I figured that the people suffering from ssri-induced permanent sexual dysfunction are suffering because of the same problem. They have the same symptoms I do and when I read the PSSD group’s posts, it could very well be me talking when they describe their symptoms. I think when they find their cure, it’s going to be something that will work for us or vice versa.

ssri’s are antidepressants right? or anxiety meds??

This thread is very interesting due to similarity of symptoms SSRI users have with PFS symptoms and finasteride users.

Urologhysts and general practitioners have heard for SSRI cases prior, and thus will be able to make a parallers and to compare with finasteride perstistent side-effects.

It would be very usefull that this thread continues by some of users who have actually experience or were treated for SSRIs side-effects.

Desperado.

Yep. You can check out there experiences via these two forums:

health.groups.yahoo.com/group/SSRIsex/?v=1&t=directory&ch=web&pub=groups&sec=dir&slk=5

paxilprogress.org/forums/

Maybe I am wrong but I think we are not the same. Many of us have ups and downs on daily or weekly basis.
some of us are having neuropathy and osteoporosis.
there is calcificataion
there is payronies

Exactly. I am on that forum, there are not a lot of active users and I have never read of anyone suffering muscle loss, penile curvature, shrunken testicles even.

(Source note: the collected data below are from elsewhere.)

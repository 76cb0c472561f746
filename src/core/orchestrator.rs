//! 会话编排器：主控循环
//!
//! 负责：加载配置、创建补全客户端 / 存储 / 会话 / 总结生成器，建立 cmd / state 通道，
//! 并在后台任务中消费用户命令。三个任务：
//! - 分发任务：接收 Command，直接处理取消、历史列表、连通性检测等轻量命令；
//! - 对话任务：独占 ChatSession，按顺序处理发送、编辑、加载、清除；
//! - 总结任务：独占 SummaryGenerator，按顺序处理生成请求。
//! 分发任务在转发发送 / 总结请求前先禁用对应控件，控件禁用期间的重复请求直接丢弃。
//! 总结令牌在排队时签发，取消由分发任务直接作用于 SessionSupervisor，
//! 因此无论请求仍在排队还是总结任务已挂起都能生效。

use std::path::PathBuf;
use std::sync::Arc;

use anyhow::Context;
use tokio::sync::{mpsc, watch};
use tokio_util::sync::CancellationToken;

use crate::chat::{
    local_summary, to_line_breaks, ChatSession, ClearScope, Control, RenderSurface,
    SummaryGenerator, SummaryPanel, UiSurface,
};
use crate::config::{load_config, AppConfig};
use crate::core::{RecoveryEngine, RetryPolicy, SessionSupervisor, UiState};
use crate::llm::{
    create_siliconflow_client, CompletionClient, Connectivity, MockCompletionClient, OnlineFlag,
};
use crate::memory::{KvStore, SqliteStore, SummaryBook, TurnId};

/// 从 UI 发往编排器的用户命令
#[derive(Debug, Clone, PartialEq)]
pub enum Command {
    /// 发送一条用户消息
    Submit(String),
    /// 编辑一条已显示的对话
    EditTurn { id: TurnId, content: String },
    GenerateSummary,
    /// 取消正在进行的总结生成
    CancelSummary,
    /// 本地简易总结（不联网）
    LocalSummary,
    ShowHistory,
    CloseHistory,
    /// 用第 n 条总结的对话快照替换当前对话
    LoadSummary(usize),
    EditSummary { index: usize, content: String },
    /// 清除全部对话记录
    ClearHistory,
    /// 选择性删除对话 / 总结
    ClearAll(ClearScope),
    /// 连通性检测
    Probe,
    Quit,
}

/// 构建会话所需的外部协作者与参数
pub struct SessionParts {
    pub llm: Arc<dyn CompletionClient>,
    pub store: Arc<dyn KvStore>,
    pub connectivity: Arc<dyn Connectivity>,
    pub chat_temperature: f64,
    pub summary_temperature: f64,
    pub retry: RetryPolicy,
}

impl SessionParts {
    pub fn from_config(cfg: &AppConfig) -> anyhow::Result<Self> {
        let online = OnlineFlag::new();
        let llm = create_llm_from_config(cfg, online.clone());
        let db_path = cfg.app.database_path();
        let store = SqliteStore::open(&db_path)
            .with_context(|| format!("Failed to open store at {}", db_path.display()))?;
        tracing::info!("Using store {}", db_path.display());

        Ok(Self {
            llm,
            store: Arc::new(store),
            connectivity: Arc::new(online),
            chat_temperature: cfg.llm.chat_temperature,
            summary_temperature: cfg.llm.summary_temperature,
            retry: cfg.summary.retry_policy(),
        })
    }
}

/// 根据配置与环境变量选择补全后端（SiliconFlow / Mock）
pub(crate) fn create_llm_from_config(cfg: &AppConfig, online: OnlineFlag) -> Arc<dyn CompletionClient> {
    let provider = cfg.llm.provider.to_lowercase();
    if provider == "mock" {
        tracing::info!("Using Mock LLM");
        return Arc::new(MockCompletionClient::new());
    }

    match create_siliconflow_client(&cfg.llm, online) {
        Some(client) => {
            tracing::info!("Using SiliconFlow LLM ({})", cfg.llm.model);
            Arc::new(client)
        }
        None => {
            tracing::warn!("No API key set, using Mock LLM");
            Arc::new(MockCompletionClient::new())
        }
    }
}

/// 创建应用运行时：返回命令发送端与状态接收端
pub async fn create_app(
    config_path: Option<PathBuf>,
) -> anyhow::Result<(mpsc::UnboundedSender<Command>, watch::Receiver<UiState>)> {
    let cfg = load_config(config_path).unwrap_or_else(|e| {
        tracing::warn!("Config load failed ({}), using defaults", e);
        AppConfig::default()
    });
    let parts = SessionParts::from_config(&cfg)?;
    Ok(spawn_session(parts))
}

/// 由给定协作者启动会话任务（需在 tokio 运行时内调用）
pub fn spawn_session(
    parts: SessionParts,
) -> (mpsc::UnboundedSender<Command>, watch::Receiver<UiState>) {
    let (surface, state_rx) = UiSurface::new();
    let surface = Arc::new(surface);
    let summaries = Arc::new(SummaryBook::load(parts.store.clone()));
    let supervisor = Arc::new(SessionSupervisor::new());

    let mut session = ChatSession::new(
        parts.llm.clone(),
        parts.store.clone(),
        summaries.clone(),
        surface.clone(),
        parts.chat_temperature,
    )
    .with_cancel_token(supervisor.chat_token());
    session.render_all();
    let transcript_rx = session.subscribe();

    let generator = SummaryGenerator::new(
        parts.llm.clone(),
        summaries.clone(),
        surface.clone(),
        parts.connectivity.clone(),
        supervisor.clone(),
        transcript_rx.clone(),
    )
    .with_recovery(RecoveryEngine::new(parts.retry))
    .with_temperature(parts.summary_temperature);

    // 三通道：UI -> 分发；分发 -> 对话任务；分发 -> 总结任务
    let (cmd_tx, mut cmd_rx) = mpsc::unbounded_channel::<Command>();
    let (chat_tx, mut chat_rx) = mpsc::unbounded_channel::<Command>();
    let (summary_tx, mut summary_rx) = mpsc::unbounded_channel::<CancellationToken>();

    let chat_surface = surface.clone();
    tokio::spawn(async move {
        while let Some(cmd) = chat_rx.recv().await {
            match cmd {
                Command::Submit(text) => {
                    session.submit(&text).await;
                }
                Command::EditTurn { id, content } => {
                    if let Err(e) = session.edit_turn(id, &content) {
                        chat_surface.alert(format!("编辑失败：{e}"));
                    }
                }
                Command::LoadSummary(index) => match session.load_summary(index) {
                    Ok(()) => chat_surface.show_history(None),
                    Err(e) => chat_surface.alert(format!("加载失败：{e}")),
                },
                Command::ClearHistory => session.clear_history(),
                Command::ClearAll(scope) => session.clear_all(scope),
                other => tracing::debug!(?other, "Ignored by chat worker"),
            }
        }
    });

    tokio::spawn(async move {
        while let Some(cancel) = summary_rx.recv().await {
            let outcome = generator.generate_with(cancel).await;
            tracing::debug!(?outcome, "Summary request settled");
        }
    });

    let llm = parts.llm;
    tokio::spawn(async move {
        while let Some(cmd) = cmd_rx.recv().await {
            match cmd {
                Command::Submit(text) => {
                    if text.trim().is_empty() {
                        tracing::debug!("Empty submit dropped");
                    } else if !surface.is_enabled(Control::Send) {
                        tracing::debug!("Send control disabled, submit dropped");
                    } else {
                        surface.set_control(Control::Send, false);
                        let _ = chat_tx.send(Command::Submit(text));
                    }
                }
                Command::GenerateSummary => {
                    if surface.is_enabled(Control::Summary) {
                        surface.set_control(Control::Summary, false);
                        let _ = summary_tx.send(supervisor.renew_summary_token());
                    } else {
                        tracing::debug!("Summary already queued or running, request dropped");
                    }
                }
                Command::CancelSummary => supervisor.cancel_summary(),
                Command::LocalSummary => {
                    let digest = local_summary(&transcript_rx.borrow());
                    surface.show_summary(SummaryPanel::Content {
                        text: digest,
                        index: None,
                        editable: false,
                    });
                }
                Command::ShowHistory => surface.show_history(Some(summaries.list())),
                Command::CloseHistory => surface.show_history(None),
                Command::EditSummary { index, content } => {
                    let content = content.trim().to_string();
                    match summaries.edit(index, content.clone()) {
                        Ok(()) => {
                            surface.show_summary(SummaryPanel::Content {
                                text: to_line_breaks(&content),
                                index: Some(index),
                                editable: true,
                            });
                            if surface.snapshot().history.is_some() {
                                surface.show_history(Some(summaries.list()));
                            }
                        }
                        Err(e) => surface.alert(format!("编辑失败：{e}")),
                    }
                }
                Command::Probe => {
                    let llm = llm.clone();
                    let surface = surface.clone();
                    tokio::spawn(async move {
                        let text = match llm.probe().await {
                            Ok(status) => format!("API连通正常，状态码：{status}"),
                            Err(e) => format!("API连接失败：{e}"),
                        };
                        surface.alert(text);
                    });
                }
                Command::Quit => {
                    supervisor.shutdown();
                    break;
                }
                other => {
                    let _ = chat_tx.send(other);
                }
            }
        }
        tracing::info!("Command loop stopped");
    });

    (cmd_tx, state_rx)
}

Some of them have low testosterone levels but not the hypogonadal/andorgen deprivation sides we have.

Dr Goldstein, who also treats them, tends to use wellbutrin, DHEA, fish oils and other stuff and not the clomid/arimidex approach he uses on PFS guys.

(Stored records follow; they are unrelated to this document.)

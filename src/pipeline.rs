// THEORY:
// The `pipeline` module is the top-level API of the crate. It chains the
// components in the order they depend on each other and hands back a single
// report for one frame:
//
//   color frame -> Mask Preprocessor -> Window Locator -> Cluster Builder
//                                               \-> Histogram Engine (per window)
//
// The pipeline owns nothing but its configuration and its preprocessor. Each call
// to `process` borrows the frame, builds fresh results and keeps no state, so a
// single `PatchPipeline` can be shared between threads (see `parallel_pipeline`).
// Every stage is timed and the timings are logged at debug level and returned
// with the report.

use crate::core_modules::cluster_builder::{
    Cluster, ClusterStrategy, DEFAULT_PROXIMITY_THRESHOLD, cluster_builder,
};
use crate::core_modules::histogram::{
    DEFAULT_BIN_SIZE, OrientationHistogram, compute_orientation_histogram, validate_bin_size,
};
use crate::core_modules::mask::Mask;
use crate::core_modules::patch::extract_patch;
use crate::core_modules::preprocess::{
    ChannelDifferencePreprocessor, MaskPreprocessor, ensure_frame_size,
};
use crate::core_modules::window::Window;
use crate::core_modules::window_locator::{
    DEFAULT_SAMPLE_STRIDE, FitMode, LocatorParams, window_locator,
};
use crate::error::{PatchError, Result};
use image::{GrayImage, RgbImage};
use serde::{Deserialize, Serialize};
use std::time::{Duration, Instant};

pub const DEFAULT_WINDOW_SIZE: u32 = 75;
pub const DEFAULT_ROW_STRIDE: u32 = 10;

/// Configuration for the PatchPipeline, allowing for tunable behavior.
#[derive(Debug, Clone, PartialEq, Serialize, Deserialize)]
#[serde(default)]
pub struct PipelineConfig {
    /// Edge length of every sampled window, in pixels.
    pub window_size: u32,
    /// Vertical scan decimation: only every `row_stride`-th row anchors windows.
    pub row_stride: u32,
    pub fit_mode: FitMode,
    /// Spacing of the edge samples used by `FitMode::Sparse`.
    pub sample_stride: u32,
    /// Maximum centroid distance for two windows to be connected.
    pub proximity_threshold: f64,
    pub cluster_strategy: ClusterStrategy,
    /// Angular bin width of the orientation histograms, a divisor of 360.
    pub bin_size: u32,
    /// When false, `process` skips the histogram stage entirely.
    pub compute_histograms: bool,
}

impl Default for PipelineConfig {
    fn default() -> Self {
        Self {
            window_size: DEFAULT_WINDOW_SIZE,
            row_stride: DEFAULT_ROW_STRIDE,
            fit_mode: FitMode::Sparse,
            sample_stride: DEFAULT_SAMPLE_STRIDE,
            proximity_threshold: DEFAULT_PROXIMITY_THRESHOLD,
            cluster_strategy: ClusterStrategy::Legacy,
            bin_size: DEFAULT_BIN_SIZE,
            compute_histograms: true,
        }
    }
}

impl PipelineConfig {
    pub fn locator_params(&self) -> LocatorParams {
        LocatorParams {
            window_size: self.window_size,
            row_stride: self.row_stride,
            fit_mode: self.fit_mode,
            sample_stride: self.sample_stride,
        }
    }

    /// Fails fast on any out-of-range value so no stage starts with bad input.
    pub fn validate(&self) -> Result<()> {
        self.locator_params().validate()?;
        if !self.proximity_threshold.is_finite() || self.proximity_threshold < 0.0 {
            return Err(PatchError::parameter(
                "proximity_threshold",
                format!(
                    "must be a finite, non-negative distance, got {}",
                    self.proximity_threshold
                ),
            ));
        }
        validate_bin_size(self.bin_size)
    }
}

/// Wall-clock time spent in each stage of one `process` call.
#[derive(Debug, Clone, Copy, Default, PartialEq, Serialize)]
pub struct StageTimings {
    pub threshold: Duration,
    pub cleanup: Duration,
    pub locate: Duration,
    pub cluster: Duration,
    pub histograms: Duration,
}

impl StageTimings {
    pub fn total(&self) -> Duration {
        self.threshold + self.cleanup + self.locate + self.cluster + self.histograms
    }
}

/// Everything the pipeline learned about one frame.
#[derive(Debug, Clone, Serialize)]
pub struct PatchReport {
    /// The cleaned mask the windows were located on.
    #[serde(skip)]
    pub mask: Mask,
    /// Accepted windows in discovery order.
    pub windows: Vec<Window>,
    /// Spatial grouping of `windows`; every window appears in exactly one cluster.
    pub clusters: Vec<Cluster>,
    /// One histogram per window, in window order. Empty when histograms are disabled.
    pub histograms: Vec<OrientationHistogram>,
    pub timings: StageTimings,
}

impl PatchReport {
    /// Clusters that still hold at least one window.
    pub fn occupied_clusters(&self) -> impl Iterator<Item = &Cluster> {
        self.clusters.iter().filter(|c| !c.is_empty())
    }
}

/// The main, top-level struct for patch extraction.
pub struct PatchPipeline<P = ChannelDifferencePreprocessor> {
    config: PipelineConfig,
    preprocessor: P,
}

impl PatchPipeline<ChannelDifferencePreprocessor> {
    /// A pipeline using the default green-over-red preprocessor.
    pub fn new(config: PipelineConfig) -> Result<Self> {
        Self::with_preprocessor(config, ChannelDifferencePreprocessor::default())
    }
}

impl<P: MaskPreprocessor> PatchPipeline<P> {
    pub fn with_preprocessor(config: PipelineConfig, preprocessor: P) -> Result<Self> {
        config.validate()?;
        Ok(Self {
            config,
            preprocessor,
        })
    }

    pub fn config(&self) -> &PipelineConfig {
        &self.config
    }

    pub fn preprocessor(&self) -> &P {
        &self.preprocessor
    }

    /// Runs every stage on one color frame.
    pub fn process(&self, image: &RgbImage) -> Result<PatchReport> {
        if image.width() == 0 || image.height() == 0 {
            return Err(PatchError::DegenerateInput(format!(
                "{}x{} frame has no pixels",
                image.width(),
                image.height()
            )));
        }
        if self.config.window_size > image.width().min(image.height()) {
            log::warn!(
                "window size {} does not fit a {}x{} frame",
                self.config.window_size,
                image.width(),
                image.height()
            );
        }
        let mut timings = StageTimings::default();

        // Stage 1: Threshold
        let started = Instant::now();
        let raw = self.preprocessor.threshold(image)?;
        timings.threshold = started.elapsed();
        log::debug!("threshold completed in {:?}", timings.threshold);

        // Stage 2: Morphological cleanup
        let started = Instant::now();
        let mask = self.preprocessor.cleanup(&raw)?;
        timings.cleanup = started.elapsed();
        log::debug!("cleanup completed in {:?}", timings.cleanup);
        ensure_frame_size(image, &mask)?;

        // Stage 3: Window search
        let started = Instant::now();
        let windows = window_locator::locate(&mask, &self.config.locator_params())?;
        timings.locate = started.elapsed();
        log::debug!("found {} windows in {:?}", windows.len(), timings.locate);

        // Stage 4: Spatial grouping
        let started = Instant::now();
        let clusters = cluster_builder::cluster_with(
            &windows,
            self.config.proximity_threshold,
            self.config.cluster_strategy,
        )?;
        timings.cluster = started.elapsed();
        log::debug!("found {} clusters in {:?}", clusters.len(), timings.cluster);

        // Stage 5: Descriptors
        let histograms = if self.config.compute_histograms {
            let started = Instant::now();
            let gray = image::imageops::grayscale(image);
            let histograms = self.describe(&gray, &windows)?;
            timings.histograms = started.elapsed();
            log::debug!(
                "computed {} histograms in {:?}",
                histograms.len(),
                timings.histograms
            );
            histograms
        } else {
            Vec::new()
        };

        log::debug!("frame processed in {:?}", timings.total());
        Ok(PatchReport {
            mask,
            windows,
            clusters,
            histograms,
            timings,
        })
    }

    /// Locates and groups windows on a mask produced elsewhere.
    pub fn process_mask(&self, mask: &Mask) -> Result<(Vec<Window>, Vec<Cluster>)> {
        let windows = window_locator::locate(mask, &self.config.locator_params())?;
        let clusters = cluster_builder::cluster_with(
            &windows,
            self.config.proximity_threshold,
            self.config.cluster_strategy,
        )?;
        Ok((windows, clusters))
    }

    /// Computes one histogram per window over a grayscale frame.
    pub fn describe(&self, gray: &GrayImage, windows: &[Window]) -> Result<Vec<OrientationHistogram>> {
        windows
            .iter()
            .map(|w| {
                let patch = extract_patch(gray, w)?;
                compute_orientation_histogram(&patch, self.config.bin_size)
            })
            .collect()
    }
}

I don’t remember reading about symptoms crashing once they stop either.

I can see strong parallels with accuatane sufferers (crash, symptoms, low T) but even there I think we have our own unique issues with damage to penile structure etc.

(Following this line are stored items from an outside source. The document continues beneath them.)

// THEORY:
// A `Window` is a square sample region ("patch") anchored at its top-left pixel.
// Windows are plain values: they are copied freely, compared by anchor, and carry
// no reference back to the mask they were found on.

use serde::{Deserialize, Serialize};
use std::hash::{Hash, Hasher};

/// A square region `[x, x + size) x [y, y + size)`.
///
/// Two windows are equal when their anchors match. Every window produced by a
/// single scan shares the same `size`, so the anchor alone identifies it.
#[derive(Debug, Clone, Copy, Serialize, Deserialize)]
pub struct Window {
    pub x: u32,
    pub y: u32,
    pub size: u32,
}

impl Window {
    pub fn new(x: u32, y: u32, size: u32) -> Self {
        Self { x, y, size }
    }

    /// One past the last column covered by the window, saturating at `u32::MAX`.
    pub fn right(&self) -> u32 {
        self.x.saturating_add(self.size)
    }

    /// One past the last row covered by the window, saturating at `u32::MAX`.
    pub fn bottom(&self) -> u32 {
        self.y.saturating_add(self.size)
    }

    // Exact far edges. A window near `u32::MAX` reaches past the `u32` range.
    fn right_edge(&self) -> u64 {
        u64::from(self.x) + u64::from(self.size)
    }

    fn bottom_edge(&self) -> u64 {
        u64::from(self.y) + u64::from(self.size)
    }

    /// Whether the two axis-aligned rectangles share at least one pixel.
    /// Windows that merely touch along an edge do not intersect.
    pub fn intersects(&self, other: &Window) -> bool {
        u64::from(self.x) < other.right_edge()
            && u64::from(other.x) < self.right_edge()
            && u64::from(self.y) < other.bottom_edge()
            && u64::from(other.y) < self.bottom_edge()
    }

    pub fn contains(&self, x: u32, y: u32) -> bool {
        x >= self.x
            && u64::from(x) < self.right_edge()
            && y >= self.y
            && u64::from(y) < self.bottom_edge()
    }

    /// Whether the window lies entirely inside a `width x height` buffer.
    pub fn fits_within(&self, width: u32, height: u32) -> bool {
        self.right_edge() <= u64::from(width) && self.bottom_edge() <= u64::from(height)
    }
}

impl PartialEq for Window {
    fn eq(&self, other: &Self) -> bool {
        self.x == other.x && self.y == other.y
    }
}

impl Eq for Window {}

impl Hash for Window {
    fn hash<H: Hasher>(&self, state: &mut H) {
        self.x.hash(state);
        self.y.hash(state);
    }
}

Selective serotonin reuptake inhibitors directly alter activity of neurosteroidogenic enzymes
ncbi.nlm.nih.gov/pmc/articles/PMC23979/?tool=pubmed

SSRIs increase the efficiency of 3aHSD production of DHP to allopregnanolone. By altering 3aHSD enzymes they can also effect the conversion of DHT to 3aDiol. Theoretically this could lower the intracellular level of DHT. Which is androgen deprevation, and the sexual problems could follow from that. Which could explain some, but not all, of the similarities.

Awor has mentioned this but didnt post any studies to back up his idea.

I went User SSRI drugs for many years (forced by my mother) because I was too “rude”. Even she put the drug hidden in my food or drink, for with him I was anesthetized (impotent too), and so I endured it. She is a totally possessive, idiot, stupid and “chief”. However, every time I interrupted the drug, returned to Normal Within 40 days. I remember at 16 and 17 I had the tinning hair on hairline, and with 1 year fluexetina my front is back! Never knew why my hair has returned at that time, And today I come across this topic explaining that the drug may have effects similar to finasteride. Even have pictures of the frontal hairline at 17 and 18 proving that hairgrow fluexetina gave me.

So you are taking prozac/ fluoxetine and feel better?

what do you mean that pfs like could cause hairloss?